Web scraping, una tecnica per estrarre dati dai siti web. Diffuso tra aziende e piattaforme digitali, può trasformarsi in una violazione se usato senza regole.
I dati sono l’oro del XXI secolo. E come l’oro, c’è chi li scava, li raccoglie e li trasforma. Ma cosa succede quando a farlo non è una persona, bensì un software di scraping capace di esplorare ed estrarre in automatico informazioni da migliaia di pagine web in pochi minuti?
Cosa significa “web scraping”?
Il termine web scraping indica:
“Un processo automatizzato di estrazione di dati da siti web, effettuato mediante software in grado di leggere e prelevare informazioni strutturate direttamente dalle pagine HTML.”
Tale tecnica si distingue dal web crawling, che, invece, ha lo scopo di esplorare e indicizzare le pagine web per conto dei motori di ricerca. Se il primo ha finalità orientate alla raccolta e rielaborazione dei dati, il secondo svolge una funzione di mappatura e archiviazione per fini di navigabilità e indicizzazione.
Quando si parla di scraping, si fa riferimento a un’attività che prevede l’interrogazione dei server di un sito tramite richieste HTTP per l’estrazione di informazioni. In altre parole, è come se un programma “leggesse” le pagine web così come le vede un utente, ma lo facesse in modo automatizzato e ripetitivo.
Non tutte le forme di scraping sono uguali. Esistono due macro-categorie.

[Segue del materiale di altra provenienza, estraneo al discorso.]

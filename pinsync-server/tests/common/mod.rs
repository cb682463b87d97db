#![allow(dead_code)]

use std::collections::BTreeMap;
use std::sync::Arc;

use pinsync_api::models::{Controller, PinConfig, PinId, TimeWindow, Weekday};
use pinsync_server::services::{FixedClock, Reconciler};
use pinsync_server::tests::MockBackend;
use time::OffsetDateTime;
use time::macros::datetime;

/// 23:50 on Monday 2025-04-07 in US/Arizona
pub const LATE_EVENING: OffsetDateTime = datetime!(2025-04-08 06:50:00 UTC);

/// 12:00 on Monday 2025-04-07 in US/Arizona
pub const NOON: OffsetDateTime = datetime!(2025-04-07 19:00:00 UTC);

pub const MONDAY: Weekday = 1;

pub fn reconciler(backend: &Arc<MockBackend>, now: OffsetDateTime) -> Reconciler<Arc<MockBackend>> {
    Reconciler::new(backend.clone()).with_clock(FixedClock::new(now, MONDAY))
}

/// Drop every pin of `controller`
pub fn without_pins(mut controller: Controller) -> Controller {
    controller.pins.clear();
    controller
}

/// Add or replace pin `pin` with a schedule for the given days
pub fn with_pin(mut controller: Controller, pin: &str, name: &str, days: &[(Weekday, &str, &str)]) -> Controller {
    let schedule: BTreeMap<Weekday, TimeWindow> = days
        .iter()
        .map(|(day, on, off)| (*day, TimeWindow::new(*on, *off)))
        .collect();

    controller.pins.insert(
        PinId::from(pin),
        PinConfig {
            name: name.to_string(),
            schedule,
        },
    );

    controller
}
use chrono::Datelike;
use pinsync_api::models::Weekday;
use time::OffsetDateTime;

pub trait Clock: Send + Sync {
    /// Current wall-clock instant
    fn now_utc(&self) -> OffsetDateTime;

    /// Weekday that selects the schedule entry, Sunday = 0
    fn local_weekday(&self) -> Weekday;
}

#[derive(Debug, Clone, Copy, Default)]
pub struct SystemClock;

impl Clock for SystemClock {
    fn now_utc(&self) -> OffsetDateTime {
        OffsetDateTime::now_utc()
    }

    // NOTE: taken from the host clock, not from the controller timezone that
    // drives the on/off comparison. Near local midnight the two may disagree
    // on the day; switching to the controller zone only needs to happen here.
    fn local_weekday(&self) -> Weekday {
        chrono::Local::now().weekday().num_days_from_sunday() as Weekday
    }
}

/// Clock frozen at one instant, weekday given explicitly
#[derive(Debug, Clone, Copy)]
pub struct FixedClock {
    pub now: OffsetDateTime,
    pub weekday: Weekday,
}

impl FixedClock {
    pub fn new(now: OffsetDateTime, weekday: Weekday) -> Self {
        Self { now, weekday }
    }

    /// Weekday derived from the UTC date of `now`
    pub fn at(now: OffsetDateTime) -> Self {
        Self {
            now,
            weekday: now.weekday().number_days_from_sunday(),
        }
    }
}

impl Clock for FixedClock {
    fn now_utc(&self) -> OffsetDateTime {
        self.now
    }

    fn local_weekday(&self) -> Weekday {
        self.weekday
    }
}
use serde::{Deserialize, Serialize};

use super::{PinId, PinMap, PinState, Weekday};

/// Command body sent to a controller to set its ports
#[derive(Debug, Clone, PartialEq, Serialize, Deserialize)]
pub struct ExecutionState {
    /// Controller display identifier
    pub identifier: String,
    /// Requested state per pin
    pub ports: PinMap<PinState>,
}

/// Outcome of evaluating one pin
#[derive(Debug, Clone, PartialEq, Serialize, Deserialize)]
#[serde(rename_all = "camelCase")]
pub struct PinExecutionResult {
    pub pin: PinId,
    pub pin_name: String,
    pub current_status: PinState,
    /// Set only when a correction was warranted
    #[serde(default, skip_serializing_if = "Option::is_none")]
    pub desired_state: Option<PinState>,
    pub re_executed: bool,
    pub weekday: Weekday,
    pub on_time: String,
    pub off_time: String,
    #[serde(default, skip_serializing_if = "Option::is_none")]
    pub current_local_time: Option<String>,
    #[serde(default, skip_serializing_if = "Option::is_none")]
    pub error: Option<String>,
}

/// Outcome of reconciling one controller
#[derive(Debug, Clone, PartialEq, Serialize, Deserialize)]
#[serde(rename_all = "camelCase")]
pub struct ControllerExecutionResult {
    pub controller_id: String,
    pub success: bool,
    pub pins_executed: Vec<PinExecutionResult>,
    #[serde(default, skip_serializing_if = "Option::is_none")]
    pub error: Option<String>,
}

impl ControllerExecutionResult {
    /// Pins for which a correction was requested
    pub fn corrected_pins(&self) -> impl Iterator<Item = &PinExecutionResult> {
        self.pins_executed.iter().filter(|pin| pin.re_executed)
    }
}
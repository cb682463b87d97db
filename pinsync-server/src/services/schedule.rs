use chrono::{DateTime, Timelike, Utc};
use chrono_tz::Tz;
use pinsync_api::models::{ClockTime, MINUTES_PER_DAY, PinState, TimeWindow};
use time::OffsetDateTime;
use tracing::error;

use crate::errors::ScheduleError;

/// Verdict for one pin at one instant
#[derive(Debug, Clone, Copy, PartialEq, Eq)]
pub struct PinDecision {
    /// Reported state differs from the scheduled one
    pub should_execute: bool,
    /// Controller-local time the verdict was taken at
    pub local_time: ClockTime,
}

impl PinDecision {
    /// Outcome used when a window cannot be evaluated
    pub const UNKNOWN: PinDecision = PinDecision {
        should_execute: false,
        local_time: ClockTime::MIDNIGHT,
    };
}

/// Decide whether a pin must be switched.
///
/// Never fails: an unknown timezone or a malformed window is logged and
/// yields [`PinDecision::UNKNOWN`] so the remaining pins still get evaluated.
pub fn should_execute_pin(window: &TimeWindow, status: PinState, timezone: &str, now: OffsetDateTime) -> PinDecision {
    evaluate_window(window, status, timezone, now).unwrap_or_else(|e| {
        error!(timezone, on = %window.on, off = %window.off, "Failed to evaluate schedule window: {}", e);
        PinDecision::UNKNOWN
    })
}

pub fn evaluate_window(
    window: &TimeWindow,
    status: PinState,
    timezone: &str,
    now: OffsetDateTime,
) -> Result<PinDecision, ScheduleError> {
    let tz: Tz = timezone
        .parse()
        .map_err(|_| ScheduleError::InvalidTimezone(timezone.to_string()))?;

    let (on, off) = window.bounds().map_err(|_| ScheduleError::InvalidTimeFormat {
        on: window.on.clone(),
        off: window.off.clone(),
    })?;

    let local_time = local_time_of_day(now, tz)?;
    let active = window_is_active(on, off, local_time);

    let should_execute = match status {
        PinState::On => !active,
        PinState::Off => active,
        PinState::Unknown => false,
    };

    Ok(PinDecision { should_execute, local_time })
}

/// Half-open `[on, off)` membership; `off <= on` wraps past midnight
pub fn window_is_active(on: ClockTime, off: ClockTime, current: ClockTime) -> bool {
    let on = on.minutes();
    let mut off = off.minutes();
    let mut current = current.minutes();

    if off <= on {
        off += MINUTES_PER_DAY;
        if current < on {
            current += MINUTES_PER_DAY;
        }
    }

    on <= current && current < off
}

/// Wall-clock time in `tz`, truncated to the minute
fn local_time_of_day(now: OffsetDateTime, tz: Tz) -> Result<ClockTime, ScheduleError> {
    let utc = DateTime::<Utc>::from_timestamp(now.unix_timestamp(), 0).ok_or(ScheduleError::ClockOutOfRange)?;
    let local = utc.with_timezone(&tz);

    Ok(ClockTime::from_minutes((local.hour() * 60 + local.minute()) as u16))
}
pub mod executor;
pub mod reconcile;
pub mod schedule;
pub mod snapshot;

pub use executor::ExecutorError;
pub use reconcile::ReconcileError;
pub use schedule::{PinError, ScheduleError};
pub use snapshot::SnapshotError;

Lo scraping strutturato, che opera su siti con una struttura di dati ordinata e prevedibile, e lo scraping semantico, che cerca di interpretare il significato dei contenuti analizzati, spesso impiegando tecniche di intelligenza artificiale per riconoscere relazioni tra parole.
Scopi del web scraping: chi lo usa e per farne cosa
Il web scraping viene usato da soggetti, pubblici e privati, per finalità che spaziano dal business alla ricerca, dal marketing all’analisi dei dati.
“Il suo impiego è trasversale a settori diversi, accomunati dalla necessità di accedere, analizzare e rielaborare in forma strutturata grandi volumi di dati reperibili online.”
Uno degli esempi di utilizzo del web scraping da parte delle aziende più frequenti riguarda il settore dell’ e-commerce.
“Per esempio, i comparatori di prezzo si basano su scraping sistematico per rilevare in tempo reale i costi di prodotti identici offerti da diversi venditori.”
Nel settore travel, lo scraping è usato per raccogliere e confrontare offerte su voli, hotel o pacchetti vacanza. Le agenzie di viaggio online costruiscono il loro modello di business proprio sull’accesso costante e automatico ai dati di disponibilità e prezzo pubblicati da compagnie aeree, alberghi e tour operator.
L’ambito giornalistico usa lo scraping per analizzare fenomeni pubblici attraverso i contenuti diffusi sui social media, nei forum o nei siti d’informazione. Lo scraping di dati consente a giornalisti, analisti politici e studiosi di accedere a tendenze o eventi con una tempestività impossibili da ottenere con metodi tradizionali.
Infine, non è raro che lo scraping venga impiegato in ambiti meno leciti. Alcune imprese lo utilizzano per scopi di lead generation, cioè per raccogliere indirizzi e-mail o numeri di telefono pubblicati su siti web, con l’intento di costruire database per campagne promozionali non richieste.
Come funziona il web scraping passo dopo passo
Tutto inizia con l’invio di una richiesta HTTP. Il software, spesso un bot, simula l’azione di un browser e interroga il server del sito da cui si intende raccogliere informazioni.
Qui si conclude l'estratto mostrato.